Investigator Assoc Prof (M)
Psychiatry, Mass General Research Institute
Associate Professor of Psychology in the Department of Psychiatry
Harvard Medical School
adolescent behavior; alcohol drinking; alcohol-related disorders; alcoholics anonymous; alcoholism; behavior addictive; models psychological; periodicity; residential treatment; self disclosure; self efficacy; smoking cessation; students; temperance; universities

Dr. Bettina Hoeppner is a health psychologist with expertise in fine-grained longitudinal methodology, which is used to explicate the mechanisms underlying behavioral change. During Dr. Hoeppner’s graduate training (Univ. of RI, MA in psychology in 2003, MS in statistics in 2005, Ph.D. in psychology in 2007),  she collaborated on numerous health behavior change projects, which used computer-delivered expert systems based on the Transtheoretical Model to provide participants with tailored intervention materials.  Thereafter, Dr. Hoeppner completed a postdoctoral fellowship at the Center of Alcohol and Addiction Studies at Brown University (2007-2010) that focused on addictive behaviors, particularly alcohol and tobacco use in adolescents and young adults.

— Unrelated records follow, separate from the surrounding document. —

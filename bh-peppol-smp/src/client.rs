// Copyright (C) 2020-2026  The Blockhouse Technology Limited (TBTL).
//
// This program is free software: you can redistribute it and/or modify it
// under the terms of the GNU Affero General Public License as published by
// the Free Software Foundation, either version 3 of the License, or (at your
// option) any later version.
//
// This program is distributed in the hope that it will be useful, but
// WITHOUT ANY WARRANTY; without even the implied warranty of MERCHANTABILITY
// or FITNESS FOR A PARTICULAR PURPOSE.  See the GNU Affero General Public
// License for more details.
//
// You should have received a copy of the GNU Affero General Public License
// along with this program.  If not, see <https://www.gnu.org/licenses/>.

use std::time::Duration;

use bh_peppol_id::Identifier;
use bh_peppol_sml::{PeppolNetwork, SmlZone, SmpUrlProvider, Url};
use bh_peppol_trust::{RevocationChecker, TrustError, TrustedCaChecker};
use bh_uri_utils::UriPathExtensions as _;
use bherror::traits::{ErrorContext as _, ForeignError as _, PropagateError as _};
use chrono::Utc;
use openssl::x509::X509;
use reqwest::StatusCode;
use serde::{Deserialize, Deserializer, Serialize, Serializer};

use crate::{
    certificate::{check_certificate_uid, matches_certificate_uid, parse_certificate},
    endpoint::parse_address,
    DiscoveryError, EndpointRecord, HttpGetClient, ReqwestGetClient, ResolvedEndpoint, Result,
    ServiceGroup, ServiceInformation, ServiceMetadataContent, ServiceMetadataReader,
    SignedServiceMetadata, XmlServiceMetadataReader,
};

/// Configuration of the [`SmpClient`].
#[derive(Clone, Debug, PartialEq, Serialize, Deserialize)]
#[serde(default)]
pub struct SmpClientConfig {
    /// The SML zone participants are located in.
    pub zone: SmlZone,
    /// Upper bound of every single SMP request, including reading the response body.
    ///
    /// Serialized as the integer field `timeout_ms`, in milliseconds.
    #[serde(
        rename = "timeout_ms",
        serialize_with = "serialize_millis",
        deserialize_with = "deserialize_millis"
    )]
    pub timeout: Duration,
}

fn serialize_millis<S: Serializer>(
    timeout: &Duration,
    s: S,
) -> std::result::Result<S::Ok, S::Error> {
    let millis = u64::try_from(timeout.as_millis())
        .map_err(|_| serde::ser::Error::custom("timeout does not fit into u64 milliseconds"))?;

    s.serialize_u64(millis)
}

fn deserialize_millis<'de, D>(d: D) -> std::result::Result<Duration, D::Error>
where
    D: Deserializer<'de>,
{
    let millis = u64::deserialize(d)?;

    Ok(Duration::from_millis(millis))
}

impl Default for SmpClientConfig {
    fn default() -> Self {
        Self {
            zone: PeppolNetwork::Production.zone(),
            timeout: Duration::from_secs(30),
        }
    }
}

/// Client querying the SMP of a participant.
///
/// The SMP is located with the [`SmpUrlProvider`], queried through the [`HttpGetClient`] and its
/// responses decoded by the [`ServiceMetadataReader`].  There are no internal retries, and
/// dropping a returned future aborts the request in flight.
#[derive(Debug)]
pub struct SmpClient<P, C = ReqwestGetClient, X = XmlServiceMetadataReader> {
    config: SmpClientConfig,
    provider: P,
    http: C,
    reader: X,
}

impl<P: SmpUrlProvider> SmpClient<P> {
    /// Creates a client using [`reqwest`] and the [`XmlServiceMetadataReader`].
    pub fn new(config: SmpClientConfig, provider: P) -> Self {
        Self::with_parts(
            config,
            provider,
            ReqwestGetClient::default(),
            XmlServiceMetadataReader::default(),
        )
    }
}

impl<P, C, X> SmpClient<P, C, X>
where
    P: SmpUrlProvider,
    C: HttpGetClient,
    X: ServiceMetadataReader,
{
    /// Creates a client from its parts.
    pub fn with_parts(config: SmpClientConfig, provider: P, http: C, reader: X) -> Self {
        Self {
            config,
            provider,
            http,
            reader,
        }
    }

    /// The configuration of the client.
    pub fn config(&self) -> &SmpClientConfig {
        &self.config
    }

    /// Fetches the ServiceGroup of `participant`, listing the document types it supports.
    pub async fn get_service_group(&self, participant: &Identifier) -> Result<ServiceGroup> {
        let url = self.query_url(participant, None).await?;
        let body = self.fetch(&url).await?;

        self.reader.read_service_group(&body)
    }

    /// Fetches the ServiceMetadata of `participant` for `document_type`.
    ///
    /// A redirect is followed once, provided the target's signer certificate matches the
    /// certificate UID of the redirect.  A redirect of the redirect target fails with
    /// [`DiscoveryError::TooManyRedirects`].
    pub async fn get_service_metadata(
        &self,
        participant: &Identifier,
        document_type: &Identifier,
    ) -> Result<ServiceInformation> {
        let url = self.query_url(participant, Some(document_type)).await?;

        let redirect = match self.read_metadata(&url).await?.content {
            ServiceMetadataContent::ServiceInformation(info) => return Ok(info),
            ServiceMetadataContent::Redirect(redirect) => redirect,
        };

        check_certificate_uid(&redirect.certificate_uid)?;
        let target = Url::parse(&redirect.href).foreign_err(|| {
            DiscoveryError::MalformedResponse(format!("invalid redirect href `{}`", redirect.href))
        })?;

        tracing::info!(from = %url, to = %target, "following SMP redirect");
        let followed = self.read_metadata(&target).await?;

        let info = match followed.content {
            ServiceMetadataContent::ServiceInformation(info) => info,
            ServiceMetadataContent::Redirect(second) => {
                return Err(bherror::Error::root(DiscoveryError::TooManyRedirects)
                    .ctx(format!("{target} redirects to {}", second.href)));
            }
        };

        let signer_matches = match &followed.signer_certificate {
            Some(signer) => matches_certificate_uid(signer, &redirect.certificate_uid)?,
            None => false,
        };
        if !signer_matches {
            return Err(bherror::Error::root(
                DiscoveryError::RedirectCertificateMismatch(redirect.certificate_uid),
            )
            .ctx(format!("redirect target {target}")));
        }

        Ok(info)
    }

    /// Resolves the endpoint of `participant` receiving `document_type` in `process` over
    /// `transport_profile`.
    ///
    /// The endpoint certificate must be accepted by `checker`, otherwise the call fails with
    /// [`DiscoveryError::UntrustedEndpoint`], or [`DiscoveryError::RevocationCheckUnavailable`]
    /// when the revocation status cannot be determined.  The activation and expiration dates of
    /// the endpoint are not checked.
    pub async fn resolve_endpoint<R: RevocationChecker>(
        &self,
        participant: &Identifier,
        document_type: &Identifier,
        process: &Identifier,
        transport_profile: &str,
        checker: &TrustedCaChecker<R>,
    ) -> Result<ResolvedEndpoint> {
        let record = self
            .find_endpoint(participant, document_type, process, transport_profile)
            .await?;

        let address = parse_address(&record.address)?;
        let certificate = parse_certificate(&record.certificate)?;

        let result = checker
            .check_certificate(&certificate, Utc::now())
            .await
            .match_err(|error| match error {
                TrustError::RevocationCheckUnavailable(_) => {
                    DiscoveryError::RevocationCheckUnavailable
                }
                _ => DiscoveryError::UntrustedEndpoint,
            })?;

        if !result.is_valid() {
            return Err(
                bherror::Error::root(DiscoveryError::UntrustedEndpoint).ctx(format!(
                    "certificate is {result} according to {}",
                    checker.ca_set().name()
                )),
            );
        }

        let endpoint = ResolvedEndpoint::new(&record, address, certificate)?;
        tracing::info!(%participant, address = %endpoint.address, "endpoint resolved");

        Ok(endpoint)
    }

    /// Returns the address of the endpoint, without checking its certificate.
    pub async fn get_endpoint_address(
        &self,
        participant: &Identifier,
        document_type: &Identifier,
        process: &Identifier,
        transport_profile: &str,
    ) -> Result<Url> {
        let record = self
            .find_endpoint(participant, document_type, process, transport_profile)
            .await?;

        parse_address(&record.address)
    }

    /// Returns the certificate of the endpoint, without checking it.
    pub async fn get_endpoint_certificate(
        &self,
        participant: &Identifier,
        document_type: &Identifier,
        process: &Identifier,
        transport_profile: &str,
    ) -> Result<X509> {
        let record = self
            .find_endpoint(participant, document_type, process, transport_profile)
            .await?;

        parse_certificate(&record.certificate)
    }

    async fn find_endpoint(
        &self,
        participant: &Identifier,
        document_type: &Identifier,
        process: &Identifier,
        transport_profile: &str,
    ) -> Result<EndpointRecord> {
        let info = self
            .get_service_metadata(participant, document_type)
            .await?;

        info.find_endpoint(process, transport_profile)
            .cloned()
            .ok_or_else(|| {
                bherror::Error::root(DiscoveryError::EndpointNotFound).ctx(format!(
                    "no `{transport_profile}` endpoint for process {process}"
                ))
            })
    }

    /// `<base>/<participant>` or `<base>/<participant>/services/<document type>`, with the
    /// identifiers percent-encoded.
    async fn query_url(
        &self,
        participant: &Identifier,
        document_type: Option<&Identifier>,
    ) -> Result<Url> {
        let base = self
            .provider
            .smp_url(participant, &self.config.zone)
            .await
            .with_err(|| DiscoveryError::SmpLocation)?;

        let mut path = format!("/{}", participant.to_uri_percent_encoded());
        if let Some(document_type) = document_type {
            path.push_str("/services/");
            path.push_str(&document_type.to_uri_percent_encoded());
        }

        base.add_path_suffix(&path)
            .with_err(|| DiscoveryError::SmpLocation)
    }

    async fn read_metadata(&self, url: &Url) -> Result<SignedServiceMetadata> {
        let body = self.fetch(url).await?;
        self.reader.read_service_metadata(&body)
    }

    async fn fetch(&self, url: &Url) -> Result<String> {
        tracing::debug!(%url, "querying SMP");

        let body = tokio::time::timeout(self.config.timeout, self.fetch_body(url))
            .await
            .foreign_err(|| DiscoveryError::Transport(url.to_string()))
            .ctx(|| format!("no response within {:?}", self.config.timeout))??;

        Ok(body)
    }

    async fn fetch_body(&self, url: &Url) -> Result<String> {
        let response = self
            .http
            .get(url.as_str())
            .await
            .foreign_err(|| DiscoveryError::Transport(url.to_string()))?;

        let status = response.status();
        if status == StatusCode::NOT_FOUND {
            return Err(bherror::Error::root(DiscoveryError::EndpointNotFound)
                .ctx(format!("{url} returned {status}")));
        }
        if !status.is_success() {
            return Err(
                bherror::Error::root(DiscoveryError::Transport(url.to_string()))
                    .ctx(format!("unexpected status {status}")),
            );
        }

        response.text().await.foreign_err(|| {
            DiscoveryError::MalformedResponse("unreadable response body".to_owned())
        })
    }
}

In May 2010, Dr. Hoeppner joined the Center for Addiction Medicine (CAM) at the Massachusetts General Hospital, where she is conducting K01 research, and serving as Director of Biostatistics at the Recovery Research Institute and Center for Addiction Medicine.  Dr. Hoeppner’s K01 research project uses Ecological Momentary Assessment (EMA) to delineate the temporal ordering of changes in smoking outcome expectancies relative to smoking cessation by collecting fine-grained, real-time data on college student smokers undergoing smoking cessation treatment.  As such, the 5-year K01 training and research plan builds upon her existing strengths of advanced statistical training and experience with theory-driven health behavior interventions to enable me to take full advantage of modern technology to delineate the causal mechanisms underlying the process of smoking cessation.